Dann busselt und herzt sie ihren leicht maroden Hund Corgi, und in dieser Szene ist alles gesagt über die Verhältnisse im Hause Windsor.

Leider sind uns in der finalen Staffel nicht allzu viele dieser Auftritte vergönnt. Die Queen nämlich kommt nur am Rande vor. Der Fokus liegt bei den ersten vier Folgen, die jetzt zu sehen sind, auf Diana und Dodi (Khalid Abdalla).

Dodi, die Marionette

Nachdem Papa Mohamed Al-Fayed (Salim Daw) kräftig nachgeholfen hat, finden die beiden zusammen. Dodi, nicht unsympathisch, aber Marionette seines Vaters, will Diana jeden Wunsch erfüllen und sie am Schluss heiraten, was sie ablehnt.

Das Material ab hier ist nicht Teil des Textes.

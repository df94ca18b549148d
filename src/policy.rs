//! One-ply move chooser used for automatic play and benchmarks.
//!
//! Ranks every direction that changes the grid by the score it earns, then by
//! how many cells it leaves empty. Deterministic; randomness only enters
//! through the spawns a session applies afterwards.
//!
//! ```
//! use cover_2048::engine::{Direction, Grid};
//! use cover_2048::policy::Greedy;
//! let g = Grid::from_rows(vec![vec![2, 2], vec![0, 0]]).unwrap();
//! assert_eq!(Greedy::new().best_move(&g), Some(Direction::Left));
//! ```

use crate::engine::{apply_move, Direction, Grid};

#[derive(Debug, Default, Clone, Copy)]
pub struct PolicyStats {
    /// Directions evaluated by the last call.
    pub evaluated: u32,
    /// Calls that found no moving direction.
    pub stuck: u64,
}

#[derive(Debug, Default)]
pub struct Greedy {
    stats: PolicyStats,
}

impl Greedy {
    pub fn new() -> Self {
        Self::default()
    }

    /// Best moving direction, or `None` when no direction changes the grid.
    /// Ties go to the earlier entry of [`Direction::ALL`].
    pub fn best_move(&mut self, grid: &Grid) -> Option<Direction> {
        let mut best: Option<(Direction, (u64, usize))> = None;
        self.stats.evaluated = 0;
        for dir in Direction::ALL {
            let outcome = apply_move(grid, dir);
            self.stats.evaluated += 1;
            if !outcome.moved {
                continue;
            }
            let key = (outcome.score_delta, outcome.grid.count_empty());
            if best.map_or(true, |(_, k)| key > k) {
                best = Some((dir, key));
            }
        }
        if best.is_none() {
            self.stats.stuck += 1;
        }
        best.map(|(dir, _)| dir)
    }

    #[inline]
    pub fn last_stats(&self) -> PolicyStats {
        self.stats
    }
}
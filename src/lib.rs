//! cover-2048: the 2048 puzzle behind the calculator cover screen.
//!
//! This crate provides:
//! - A dimension-generic `Grid` with pure move/merge/spawn functions (`engine`)
//! - A session state machine with score, best score and win/game-over states (`session`)
//! - Best-score persistence (`store`), key/swipe input mapping (`input`) and TOML config (`config`)
//! - A checksummed binary trace format for played games (`trace`)
//! - A greedy one-ply policy for automatic play (`policy`)
//!
//! Quick start:
//! ```
//! use cover_2048::engine::{self, Direction};
//! use rand::{rngs::StdRng, SeedableRng};
//!
//! // Deterministic board initialization with a seeded RNG
//! let mut rng = StdRng::seed_from_u64(42);
//! let g0 = engine::initialize(4, &mut rng);
//! assert_eq!(g0.tile_count(), 2);
//! let out = engine::apply_move(&g0, Direction::Left);
//! let g1 = if out.moved { engine::spawn_random_tile(&out.grid, &mut rng) } else { g0 };
//! assert!(g1.tile_count() >= 2);
//! ```
//!
//! Full loop with a session and the greedy policy
//! ```
//! use cover_2048::policy::Greedy;
//! use cover_2048::session::{GameSession, SessionConfig, Status};
//! use rand::{rngs::StdRng, SeedableRng};
//!
//! let mut session = GameSession::new(SessionConfig::default(), 0, StdRng::seed_from_u64(123));
//! let mut policy = Greedy::new();
//! let mut moves = 0u32;
//! while session.status() == Status::Playing && moves < 8 {
//!     match policy.best_move(session.grid()) {
//!         Some(dir) => { session.play(dir); moves += 1; }
//!         None => break,
//!     }
//! }
//! assert!(session.score() <= session.best_score());
//! ```
//!
pub mod config;
pub mod engine;
pub mod input;
pub mod policy;
pub mod session;
pub mod store;
pub mod trace;
#[cfg(feature = "wasm")]
pub mod wasm;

Zu sehen sind viele Szenen, die man schon zu kennen meint. Der Kuss auf der Yacht, Shoppen in Monaco und schließlich: Paris. Der letzte Sommer der echten Diana ist schließlich gut dokumentiert.

Somit fehlt Teil sechs die Magie der ersten Staffeln, als die Queen noch jung war und die Monarchie etwas Großes, Mystisches – nicht jene "Soap" des Sommers 1997.

Auf der Habenseite ist nebst der opulenten Ausstattung erneut die schauspielerische Leistung zu verbuchen. Wie gestresst und überfordert Diana und Dodi am Schluss von den Paparazzi und auch Mohamed Al-Fayed waren, kommt gut rüber.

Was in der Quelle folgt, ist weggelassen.